Your beliefs about the ageing process may be as important for your long-term wellbeing as your actual age.
One study, run by Becca Levy at Yale School of Public Health, found the average person with a positive attitude to ageing lived for 22.6 years after the study started, while those with poorer perceptions of ageing survived for just 15 years. Levy wrote that one of the likely causes was “societally sanctioned denigration of the aged.”
When it comes to getting old, we have negative expectations: that our memory declines (so we start relying on lists), that our physical health declines (so we stop exercise and generally slow down) and that our frailty increases (which amplifies the body’s aches and pains).

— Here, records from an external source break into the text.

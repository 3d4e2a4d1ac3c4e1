//! Descriptor set layouts, per-frame pools and descriptor writes.
//!
//! Sets are transient: every bind allocates a fresh set from the current
//! frame's pool, and the pool is reset wholesale when that frame slot comes
//! around again.

use crate::buffer::Buffer;
use crate::error::Result;
use crate::texture::Texture;
use ash::vk;

/// Descriptors of each type a frame's pool can hand out.
pub const DESCRIPTORS_PER_TYPE: u32 = 512;

/// Sets a frame's pool can hand out.
pub const MAX_DESCRIPTOR_SETS: u32 = 1024;

/// Kind of resource a descriptor binding refers to.
#[derive(Debug, Clone, Copy, PartialEq, Eq, Hash)]
pub enum DescriptorKind {
    UniformBuffer,
    StorageBuffer,
    /// Combined image sampler, read in shader-read-only layout.
    SampledTexture,
    /// Storage image, accessed in general layout.
    StorageTexture,
}

impl DescriptorKind {
    pub fn vk_type(self) -> vk::DescriptorType {
        match self {
            Self::UniformBuffer => vk::DescriptorType::UNIFORM_BUFFER,
            Self::StorageBuffer => vk::DescriptorType::STORAGE_BUFFER,
            Self::SampledTexture => vk::DescriptorType::COMBINED_IMAGE_SAMPLER,
            Self::StorageTexture => vk::DescriptorType::STORAGE_IMAGE,
        }
    }
}

/// Resources for one binding of a descriptor set. The binding index is the
/// descriptor's position in the slice handed to
/// [`RenderContext::bind_descriptor_set`](crate::RenderContext::bind_descriptor_set).
#[derive(Clone, Copy)]
pub enum Descriptor<'a> {
    UniformBuffer(&'a [&'a Buffer]),
    StorageBuffer(&'a [&'a Buffer]),
    SampledTexture(&'a [&'a Texture]),
    StorageTexture(&'a [&'a Texture]),
}

impl Descriptor<'_> {
    pub fn kind(&self) -> DescriptorKind {
        match self {
            Self::UniformBuffer(_) => DescriptorKind::UniformBuffer,
            Self::StorageBuffer(_) => DescriptorKind::StorageBuffer,
            Self::SampledTexture(_) => DescriptorKind::SampledTexture,
            Self::StorageTexture(_) => DescriptorKind::StorageTexture,
        }
    }

    /// Number of array elements.
    pub fn len(&self) -> usize {
        match self {
            Self::UniformBuffer(buffers) | Self::StorageBuffer(buffers) => buffers.len(),
            Self::SampledTexture(textures) | Self::StorageTexture(textures) => textures.len(),
        }
    }

    pub fn is_empty(&self) -> bool {
        self.len() == 0
    }
}

/// Descriptor set layout builder.
#[derive(Default)]
pub struct DescriptorSetLayoutBuilder<'a> {
    bindings: Vec<vk::DescriptorSetLayoutBinding<'a>>,
}

impl DescriptorSetLayoutBuilder<'_> {
    pub fn new() -> Self {
        Self::default()
    }

    /// Add a binding.
    pub fn binding(
        mut self,
        binding: u32,
        kind: DescriptorKind,
        count: u32,
        stage_flags: vk::ShaderStageFlags,
    ) -> Self {
        self.bindings.push(
            vk::DescriptorSetLayoutBinding::default()
                .binding(binding)
                .descriptor_type(kind.vk_type())
                .descriptor_count(count)
                .stage_flags(stage_flags),
        );
        self
    }

    /// Build the descriptor set layout.
    ///
    /// # Safety
    /// The device must be valid.
    pub unsafe fn build(self, device: &ash::Device) -> Result<vk::DescriptorSetLayout> {
        let layout_info = vk::DescriptorSetLayoutCreateInfo::default().bindings(&self.bindings);

        let layout = device.create_descriptor_set_layout(&layout_info, None)?;
        Ok(layout)
    }
}

/// Pool sizes of a frame's descriptor pool.
pub(crate) fn frame_pool_sizes() -> [vk::DescriptorPoolSize; 4] {
    [
        DescriptorKind::UniformBuffer,
        DescriptorKind::StorageBuffer,
        DescriptorKind::SampledTexture,
        DescriptorKind::StorageTexture,
    ]
    .map(|kind| {
        vk::DescriptorPoolSize::default()
            .ty(kind.vk_type())
            .descriptor_count(DESCRIPTORS_PER_TYPE)
    })
}

/// Descriptor pool owned by one frame slot.
///
/// Sets are never freed individually; [`DescriptorPool::reset`] releases them
/// all at once.
pub struct DescriptorPool {
    pool: vk::DescriptorPool,
}

impl DescriptorPool {
    /// Create a pool sized for one frame.
    ///
    /// # Safety
    /// The device must be valid.
    pub unsafe fn new(device: &ash::Device) -> Result<Self> {
        let pool_sizes = frame_pool_sizes();
        let create_info = vk::DescriptorPoolCreateInfo::default()
            .max_sets(MAX_DESCRIPTOR_SETS)
            .pool_sizes(&pool_sizes);

        let pool = device.create_descriptor_pool(&create_info, None)?;
        Ok(Self { pool })
    }

    pub fn handle(&self) -> vk::DescriptorPool {
        self.pool
    }

    /// Allocate one set with `layout`.
    ///
    /// # Safety
    /// The device must be valid.
    pub unsafe fn allocate(
        &self,
        device: &ash::Device,
        layout: vk::DescriptorSetLayout,
    ) -> Result<vk::DescriptorSet> {
        let alloc_info = vk::DescriptorSetAllocateInfo::default()
            .descriptor_pool(self.pool)
            .set_layouts(std::slice::from_ref(&layout));

        let sets = device.allocate_descriptor_sets(&alloc_info)?;
        Ok(sets[0])
    }

    /// Reset the pool, freeing all descriptor sets.
    ///
    /// # Safety
    /// The device must be valid and no set from this pool may be in use.
    pub unsafe fn reset(&self, device: &ash::Device) -> Result<()> {
        device.reset_descriptor_pool(self.pool, vk::DescriptorPoolResetFlags::empty())?;
        Ok(())
    }

    /// Destroy the pool.
    ///
    /// # Safety
    /// The device must be valid and the pool must not be in use.
    pub unsafe fn destroy(&self, device: &ash::Device) {
        device.destroy_descriptor_pool(self.pool, None);
    }
}

/// Write every element of `descriptors` into `set`, one update per element.
///
/// # Safety
/// The device, the set and every referenced resource must be valid.
pub(crate) unsafe fn write_descriptor_set(
    device: &ash::Device,
    set: vk::DescriptorSet,
    descriptors: &[Descriptor],
) {
    for (binding, descriptor) in descriptors.iter().enumerate() {
        let binding = binding as u32;
        let ty = descriptor.kind().vk_type();
        match descriptor {
            Descriptor::UniformBuffer(buffers) | Descriptor::StorageBuffer(buffers) => {
                for (element, buffer) in buffers.iter().enumerate() {
                    let info = vk::DescriptorBufferInfo::default()
                        .buffer(buffer.handle())
                        .offset(0)
                        .range(buffer.size());
                    let write = vk::WriteDescriptorSet::default()
                        .dst_set(set)
                        .dst_binding(binding)
                        .dst_array_element(element as u32)
                        .descriptor_type(ty)
                        .buffer_info(std::slice::from_ref(&info));
                    device.update_descriptor_sets(&[write], &[]);
                }
            }
            Descriptor::SampledTexture(textures) | Descriptor::StorageTexture(textures) => {
                for (element, texture) in textures.iter().enumerate() {
                    let info = texture_image_info(
                        descriptor.kind(),
                        texture.image_view(),
                        texture.sampler(),
                    );
                    let write = vk::WriteDescriptorSet::default()
                        .dst_set(set)
                        .dst_binding(binding)
                        .dst_array_element(element as u32)
                        .descriptor_type(ty)
                        .image_info(std::slice::from_ref(&info));
                    device.update_descriptor_sets(&[write], &[]);
                }
            }
        }
    }
}

/// Image info for one texture element: sampled textures are read through
/// their sampler in shader-read-only, storage textures in general.
fn texture_image_info(
    kind: DescriptorKind,
    view: vk::ImageView,
    sampler: vk::Sampler,
) -> vk::DescriptorImageInfo {
    hg_assert!(view != vk::ImageView::null(), "texture descriptor without an image view");
    let info = vk::DescriptorImageInfo::default().image_view(view);
    if kind == DescriptorKind::SampledTexture {
        hg_assert!(
            sampler != vk::Sampler::null(),
            "sampled texture descriptor needs a texture created with TextureUsage::SAMPLED"
        );
        info.sampler(sampler)
            .image_layout(vk::ImageLayout::SHADER_READ_ONLY_OPTIMAL)
    } else {
        info.image_layout(vk::ImageLayout::GENERAL)
    }
}

#[cfg(test)]
mod tests {
    use super::*;

    #[test]
    fn frame_pool_covers_every_kind() {
        let sizes = frame_pool_sizes();
        let types: Vec<_> = sizes.iter().map(|s| s.ty).collect();
        assert_eq!(
            types,
            vec![
                vk::DescriptorType::UNIFORM_BUFFER,
                vk::DescriptorType::STORAGE_BUFFER,
                vk::DescriptorType::COMBINED_IMAGE_SAMPLER,
                vk::DescriptorType::STORAGE_IMAGE,
            ]
        );
        assert!(sizes.iter().all(|s| s.descriptor_count == 512));
        assert_eq!(MAX_DESCRIPTOR_SETS, 1024);
    }

    #[test]
    fn descriptor_kind_and_len() {
        let empty: &[&Buffer] = &[];
        let descriptor = Descriptor::StorageBuffer(empty);
        assert_eq!(descriptor.kind(), DescriptorKind::StorageBuffer);
        assert!(descriptor.is_empty());

        let textures: &[&Texture] = &[];
        assert_eq!(
            Descriptor::SampledTexture(textures).kind().vk_type(),
            vk::DescriptorType::COMBINED_IMAGE_SAMPLER
        );
    }

    #[test]
    fn texture_infos_pick_layout_by_kind() {
        use ash::vk::Handle;
        let view = vk::ImageView::from_raw(1);
        let sampler = vk::Sampler::from_raw(2);

        let sampled = texture_image_info(DescriptorKind::SampledTexture, view, sampler);
        assert_eq!(sampled.image_layout, vk::ImageLayout::SHADER_READ_ONLY_OPTIMAL);
        assert_eq!(sampled.sampler, sampler);

        let storage = texture_image_info(DescriptorKind::StorageTexture, view, vk::Sampler::null());
        assert_eq!(storage.image_layout, vk::ImageLayout::GENERAL);
        assert_eq!(storage.sampler, vk::Sampler::null());
    }

    #[test]
    #[should_panic(expected = "needs a texture created with TextureUsage::SAMPLED")]
    #[cfg(any(debug_assertions, feature = "strict-asserts"))]
    fn sampled_descriptor_rejects_missing_sampler() {
        use ash::vk::Handle;
        texture_image_info(
            DescriptorKind::SampledTexture,
            vk::ImageView::from_raw(1),
            vk::Sampler::null(),
        );
    }

    #[test]
    fn layout_builder_collects_bindings() {
        let builder = DescriptorSetLayoutBuilder::new()
            .binding(0, DescriptorKind::UniformBuffer, 1, vk::ShaderStageFlags::VERTEX)
            .binding(1, DescriptorKind::SampledTexture, 4, vk::ShaderStageFlags::FRAGMENT);
        assert_eq!(builder.bindings.len(), 2);
        assert_eq!(builder.bindings[1].descriptor_count, 4);
        assert_eq!(
            builder.bindings[1].descriptor_type,
            vk::DescriptorType::COMBINED_IMAGE_SAMPLER
        );
    }
}
impl RenderContext {
    /// Take ownership of `gpu` and create the per-frame descriptor pools.
    pub fn new(gpu: GpuContext) -> Result<Self> {
        let mut descriptor_pools = Vec::with_capacity(FRAMES_IN_FLIGHT);
        for _ in 0..FRAMES_IN_FLIGHT {
            match unsafe { DescriptorPool::new(gpu.device()) } {
                Ok(pool) => descriptor_pools.push(pool),
                Err(e) => {
                    for pool in &descriptor_pools {
                        unsafe { pool.destroy(gpu.device()) };
                    }
                    return Err(e);
                }
            }
        }

        Ok(Self {
            gpu,
            descriptor_pools,
            tracker: RenderTargetTracker::new(),
            recording: None,
        })
    }

    pub fn gpu(&self) -> &GpuContext {
        &self.gpu
    }

    /// Whether a frame is being recorded.
    pub fn is_recording(&self) -> bool {
        self.recording.is_some()
    }

    /// Frame slot being recorded, `0..FRAMES_IN_FLIGHT`.
    ///
    /// Per-frame host-written resources indexed by this slot are no longer in
    /// use by the GPU once `frame_begin` returned.
    pub fn frame_slot(&self) -> Option<usize> {
        self.recording.as_ref().map(|recording| recording.slot)
    }

    fn recording(&self) -> Result<&Recording> {
        self.recording
            .as_ref()
            .ok_or_else(|| GpuError::InvalidState("No frame is being recorded".to_string()))
    }

    fn bound_shader(&self) -> Result<(&Recording, &BoundShader)> {
        let recording = self.recording()?;
        let shader = recording
            .shader
            .as_ref()
            .ok_or_else(|| GpuError::InvalidState("No shader is bound".to_string()))?;
        Ok((recording, shader))
    }

    /// Start a frame: wait for the slot's previous submission, acquire an
    /// image, reset the slot's descriptor pool and begin recording.
    #[cfg_attr(feature = "profiling-tracy", tracing::instrument(level = "trace", skip_all))]
    pub fn frame_begin(&mut self, swapchain: &mut SwapchainCommands) -> Result<FrameStatus> {
        hg_assert!(self.recording.is_none(), "frame_begin called while a frame is recording");

        let device = self.gpu.device();
        let (cmd, slot) = match swapchain.acquire(device)? {
            Acquired::Ready { cmd, slot } => (cmd, slot),
            Acquired::WindowInvalid => return Ok(FrameStatus::WindowInvalid),
        };

        unsafe {
            self.descriptor_pools[slot].reset(device)?;
            begin_command_buffer(device, cmd, vk::CommandBufferUsageFlags::ONE_TIME_SUBMIT)?;
        }

        self.recording = Some(Recording {
            cmd,
            slot,
            shader: None,
        });
        Ok(FrameStatus::Ok)
    }

    /// Finish the frame and present it.
    ///
    /// With `framebuffer`, that texture is blitted onto the swapchain image,
    /// scaled to the swapchain's extent. Without it, the swapchain image is
    /// presented as rendered.
    #[cfg_attr(feature = "profiling-tracy", tracing::instrument(level = "trace", skip_all))]
    pub fn frame_end(
        &mut self,
        swapchain: &mut SwapchainCommands,
        framebuffer: Option<&Texture>,
    ) -> Result<FrameStatus> {
        let recording = self
            .recording
            .take()
            .ok_or_else(|| GpuError::InvalidState("frame_end without frame_begin".to_string()))?;
        let device = self.gpu.device();
        let cmd = recording.cmd;

        unsafe {
            if self.tracker.close() {
                device.cmd_end_rendering(cmd);
            }

            let image = swapchain.current_image().ok_or_else(|| {
                GpuError::InvalidState("frame_end without an acquired image".to_string())
            })?;

            let plan = plan_present(
                image.track(),
                framebuffer.map(|framebuffer| &**framebuffer.track()),
            );

            if let Some(framebuffer) = framebuffer {
                cmd_image_barriers(device, cmd, &plan.before_blit);

                let src = framebuffer.extent();
                let dst = image.extent();
                let layers = vk::ImageSubresourceLayers::default()
                    .aspect_mask(vk::ImageAspectFlags::COLOR)
                    .mip_level(0)
                    .base_array_layer(0)
                    .layer_count(1);
                let blit = vk::ImageBlit2::default()
                    .src_subresource(layers)
                    .src_offsets([vk::Offset3D::default(), corner(src)])
                    .dst_subresource(layers)
                    .dst_offsets([vk::Offset3D::default(), corner(dst)]);
                let info = vk::BlitImageInfo2::default()
                    .src_image(framebuffer.image())
                    .src_image_layout(vk::ImageLayout::TRANSFER_SRC_OPTIMAL)
                    .dst_image(image.image())
                    .dst_image_layout(vk::ImageLayout::TRANSFER_DST_OPTIMAL)
                    .regions(std::slice::from_ref(&blit))
                    .filter(vk::Filter::NEAREST);
                device.cmd_blit_image2(cmd, &info);
            }

            cmd_image_barriers(device, cmd, plan.present.as_slice());

            end_command_buffer(device, cmd)?;
        }

        let status = swapchain.submit_and_present(device, self.gpu.queue())?;
        if status == FrameStatus::WindowInvalid {
            tracing::debug!("Window invalid after present");
        }
        Ok(status)
    }

    /// Begin a rendering pass into `target` and optionally `depth`.
    ///
    /// An open pass is ended first. `None` clears load the previous contents.
    /// Viewport and scissor cover the whole target.
    pub fn renderpass_begin(
        &mut self,
        target: &dyn Attachment,
        depth: Option<&dyn Attachment>,
        clear_color: Option<[f32; 4]>,
        clear_depth: Option<f32>,
    ) -> Result<()> {
        let cmd = self.recording()?.cmd;
        let plan = self
            .tracker
            .begin(target.track(), depth.map(|depth| depth.track()));
        let device = self.gpu.device();
        let extent = target.extent();

        let color_attachment = vk::RenderingAttachmentInfo::default()
            .image_view(target.view())
            .image_layout(vk::ImageLayout::COLOR_ATTACHMENT_OPTIMAL)
            .load_op(load_op(clear_color.is_some()))
            .store_op(vk::AttachmentStoreOp::STORE)
            .clear_value(vk::ClearValue {
                color: vk::ClearColorValue {
                    float32: clear_color.unwrap_or_default(),
                },
            });
        let depth_attachment = depth.map(|depth| {
            vk::RenderingAttachmentInfo::default()
                .image_view(depth.view())
                .image_layout(vk::ImageLayout::DEPTH_ATTACHMENT_OPTIMAL)
                .load_op(load_op(clear_depth.is_some()))
                .store_op(vk::AttachmentStoreOp::STORE)
                .clear_value(vk::ClearValue {
                    depth_stencil: vk::ClearDepthStencilValue {
                        depth: clear_depth.unwrap_or(1.0),
                        stencil: 0,
                    },
                })
        });

        let mut rendering_info = vk::RenderingInfo::default()
            .render_area(vk::Rect2D {
                offset: vk::Offset2D::default(),
                extent,
            })
            .layer_count(1)
            .color_attachments(std::slice::from_ref(&color_attachment));
        if let Some(depth_attachment) = depth_attachment.as_ref() {
            rendering_info = rendering_info.depth_attachment(depth_attachment);
        }

        unsafe {
            if plan.close_open_pass {
                device.cmd_end_rendering(cmd);
            }
            cmd_image_barriers(device, cmd, &plan.barriers);
            device.cmd_begin_rendering(cmd, &rendering_info);

            let viewport = vk::Viewport {
                x: 0.0,
                y: 0.0,
                width: extent.width as f32,
                height: extent.height as f32,
                min_depth: 0.0,
                max_depth: 1.0,
            };
            device.cmd_set_viewport(cmd, 0, &[viewport]);
            device.cmd_set_scissor(
                cmd,
                0,
                &[vk::Rect2D {
                    offset: vk::Offset2D::default(),
                    extent,
                }],
            );
        }
        Ok(())
    }

    /// End the open rendering pass.
    pub fn renderpass_end(&mut self) -> Result<()> {
        let cmd = self.recording()?.cmd;
        let open = self.tracker.is_open();
        self.tracker.end();
        if open {
            unsafe { self.gpu.device().cmd_end_rendering(cmd) };
        }
        Ok(())
    }

    /// Bind `shader` for the following draws or dispatches.
    pub fn shader_bind(&mut self, shader: &Shader) -> Result<()> {
        let recording = self
            .recording
            .as_mut()
            .ok_or_else(|| GpuError::InvalidState("No frame is being recorded".to_string()))?;
        unsafe {
            self.gpu
                .device()
                .cmd_bind_pipeline(recording.cmd, shader.bind_point(), shader.pipeline());
        }
        recording.shader = Some(BoundShader {
            layout: shader.layout(),
            bind_point: shader.bind_point(),
            set_layouts: shader.set_layouts().to_vec(),
            stages: shader.stages(),
            push_constant_size: shader.push_constant_size(),
        });
        Ok(())
    }

    /// Forget the bound shader.
    pub fn shader_unbind(&mut self) {
        if let Some(recording) = self.recording.as_mut() {
            recording.shader = None;
        }
    }

    /// Allocate a set for `set_index` of the bound shader, write
    /// `descriptors` into it (binding `i` gets `descriptors[i]`) and bind it.
    pub fn bind_descriptor_set(&mut self, set_index: u32, descriptors: &[Descriptor]) -> Result<()> {
        let (recording, shader) = self.bound_shader()?;
        hg_assert!(
            (set_index as usize) < shader.set_layouts.len(),
            "descriptor set {set_index} out of range ({} sets)",
            shader.set_layouts.len()
        );
        let layout = *shader
            .set_layouts
            .get(set_index as usize)
            .ok_or_else(|| GpuError::InvalidState(format!("No descriptor set {set_index}")))?;

        let device = self.gpu.device();
        unsafe {
            let set = self.descriptor_pools[recording.slot].allocate(device, layout)?;
            write_descriptor_set(device, set, descriptors);
            device.cmd_bind_descriptor_sets(
                recording.cmd,
                shader.bind_point,
                shader.layout,
                set_index,
                &[set],
                &[],
            );
        }
        Ok(())
    }

    /// Push `data` as the bound shader's push constants.
    pub fn bind_push_constant<T: bytemuck::Pod>(&mut self, data: &T) -> Result<()> {
        let (recording, shader) = self.bound_shader()?;
        let bytes = bytemuck::bytes_of(data);
        hg_assert!(
            !bytes.is_empty() && bytes.len() as u32 <= shader.push_constant_size,
            "push constant of {} bytes does not fit the shader's {} bytes",
            bytes.len(),
            shader.push_constant_size
        );
        unsafe {
            self.gpu.device().cmd_push_constants(
                recording.cmd,
                shader.layout,
                shader.stages,
                0,
                bytes,
            );
        }
        Ok(())
    }

    /// Draw `vertex_count` vertices, or the whole index buffer when one is
    /// given (32-bit indices).
    pub fn draw(
        &mut self,
        vertex_buffer: Option<&Buffer>,
        index_buffer: Option<&Buffer>,
        vertex_count: u32,
    ) -> Result<()> {
        let (recording, shader) = self.bound_shader()?;
        hg_assert!(
            shader.bind_point == vk::PipelineBindPoint::GRAPHICS,
            "draw with a compute shader bound"
        );
        hg_assert!(self.tracker.is_open(), "draw outside a render pass");

        let device = self.gpu.device();
        let cmd = recording.cmd;
        unsafe {
            if let Some(vertex_buffer) = vertex_buffer {
                device.cmd_bind_vertex_buffers(cmd, 0, &[vertex_buffer.handle()], &[0]);
            }
            match index_buffer {
                Some(index_buffer) => {
                    device.cmd_bind_index_buffer(cmd, index_buffer.handle(), 0, vk::IndexType::UINT32);
                    device.cmd_draw_indexed(cmd, index_count(index_buffer.size()), 1, 0, 0, 0);
                }
                None => device.cmd_draw(cmd, vertex_count, 1, 0, 0),
            }
        }
        Ok(())
    }

    /// Dispatch the bound compute shader.
    pub fn compute_dispatch(&mut self, x: u32, y: u32, z: u32) -> Result<()> {
        let (recording, shader) = self.bound_shader()?;
        hg_assert!(
            shader.bind_point == vk::PipelineBindPoint::COMPUTE,
            "compute_dispatch with a graphics shader bound"
        );
        unsafe { self.gpu.device().cmd_dispatch(recording.cmd, x, y, z) };
        Ok(())
    }
}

“If you feel that you may be too old for a certain activity, start questioning the foundations for that expectation,” says Robson. “Does it arise from a real physical disability?... Or have you been infected by the messages of others?”
If we recognise our “capacity to control our ageing, be it through mindset or lifestyle changes” it can “provide a kind of countercharm against the negative stereotypes of getting older,” says the author. Raise your expectations of the ageing process and you might add years to your life.